Category: Farm Bill (Page 1 of 2)

Everything they say about SNAP is wrong

by Paul Rosenberg

The Three Stooges

Hilary Hoynes is a University of California at Berkeley economist who wrote a particularly notable paper last year. Instead of increasing dependency, as conservative critics have repeatedly claimed, Hoyen’s paper showed that, for women at least, food stamp use during pregnancy and early childhood has exactly the opposite impact of what conservatives allege: It actually increases economic self-sufficiency when children grow up, in the next generation.

That was just one of two main results reported in “Long Run Impacts of Childhood Access to the Safety Net,” which Hoynes co-authored with Diane Whitmore Schanzenbach and Douglas Almond. As stated in the paper’s abstract, access to food stamps for women leads to “increases in economic self-sufficiency (increases in educational attainment, earnings, and income, and decreases in welfare participation).” Hoynes and her colleagues took advantage of the fact that food stamp programs were established county-by-county over a period of years, creating a sort of “natural experiment” beginning half a century in the past.

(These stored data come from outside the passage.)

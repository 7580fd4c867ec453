//! Gemini generation adapter - Implements GenerationPort using ai_core

use ai_core::{GeminiGenerationEngine, GenerationConfig, GenerationEngine, GenerationRequest};
use application::{
    error::ApplicationError,
    ports::{GenerationChunk, GenerationPort, GenerationStream},
};
use async_trait::async_trait;
use futures::StreamExt;
use tracing::instrument;

/// Adapter for the hosted Gemini generation API
#[derive(Debug)]
pub struct GeminiGenerationAdapter {
    engine: GeminiGenerationEngine,
}

impl GeminiGenerationAdapter {
    /// Create a new adapter with the given configuration
    ///
    /// Fails when the API key is missing; the caller treats this as a fatal
    /// startup error.
    pub fn new(config: GenerationConfig) -> Result<Self, ApplicationError> {
        let engine = GeminiGenerationEngine::new(config).map_err(Self::map_error)?;
        Ok(Self { engine })
    }

    /// Convert ai_core error to application error
    fn map_error(e: ai_core::GenerationError) -> ApplicationError {
        match e {
            ai_core::GenerationError::RateLimited => ApplicationError::RateLimited,
            ai_core::GenerationError::MissingApiKey => {
                ApplicationError::Configuration("generation API key not configured".to_string())
            },
            other => ApplicationError::Generation(other.to_string()),
        }
    }
}

#[async_trait]
impl GenerationPort for GeminiGenerationAdapter {
    #[instrument(skip(self, system_prompt, message), fields(message_len = message.len()))]
    async fn generate_stream_with_system(
        &self,
        system_prompt: &str,
        message: &str,
    ) -> Result<GenerationStream, ApplicationError> {
        let request = GenerationRequest::with_system(system_prompt, message);

        let stream = self
            .engine
            .generate_stream(request)
            .await
            .map_err(Self::map_error)?;

        let mapped = stream.map(|chunk| {
            chunk
                .map(|c| GenerationChunk {
                    content: c.text,
                    done: c.done,
                    model: c.model,
                })
                .map_err(Self::map_error)
        });

        Ok(Box::pin(mapped))
    }

    async fn is_healthy(&self) -> bool {
        self.engine.check_availability().await.unwrap_or(false)
    }

    fn current_model(&self) -> &str {
        self.engine.default_model()
    }
}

“Hoynes’ work has been timely, innovative and revealing,” said Arloc Sherman, a senior researcher at the Center on Budget and Policy Priorities, which has highlighted Hoynes’ work this year as food stamps and the SNAP program have become a major subject of controversy. “Hoynes and her collaborators have really broadened our understanding of how programs like food stamps not only relieve hardship in the moment but can trigger long-lasting gains in participating children’s later health and education. The implications of the research are considerable. In this long view, such assistance is not only helping struggling families to scrape by, it’s a good investment in the next generation of citizens and workers.”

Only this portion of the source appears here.